Start of Block

//! Project progress calculation.

use buildwise_core::TaskStatus;
use serde::{Deserialize, Serialize};

/// Completion figures for one project.
#[derive(Debug, Clone, Copy, PartialEq, Eq, Default, Serialize, Deserialize)]
#[serde(rename_all = "camelCase")]
pub struct ProjectProgress {
    /// Percentage complete (0-100)
    pub progress: u8,

    /// All tasks
    pub total_tasks: usize,

    /// Tasks in `Completed`
    pub completed_tasks: usize,
}

impl ProjectProgress {
    /// Compute progress from a project's task statuses.
    ///
    /// `progress` is `completed / total` as a percentage rounded half up,
    /// and 0 for a project without tasks.
    pub fn from_statuses<I>(statuses: I) -> Self
    where
        I: IntoIterator<Item = TaskStatus>,
    {
        let (total_tasks, completed_tasks) = statuses
            .into_iter()
            .fold((0usize, 0usize), |(total, done), status| {
                (total + 1, done + usize::from(status.is_completed()))
            });

        Self {
            progress: percent_rounded(completed_tasks, total_tasks),
            total_tasks,
            completed_tasks,
        }
    }
}

/// `round_half_up(100 * part / whole)` in integer arithmetic.
fn percent_rounded(part: usize, whole: usize) -> u8 {
    if whole == 0 {
        return 0;
    }
    let scaled = (200 * part + whole) / (2 * whole);
    scaled.min(100) as u8
}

End of Block

**The problem**: Scan the records above for the word "whole". Show each line in which it appears.

**Result of the exercise**:
/// `round_half_up(100 * part / whole)` in integer arithmetic.
fn percent_rounded(part: usize, whole: usize) -> u8 {
    if whole == 0 {
    let scaled = (200 * part + whole) / (2 * whole);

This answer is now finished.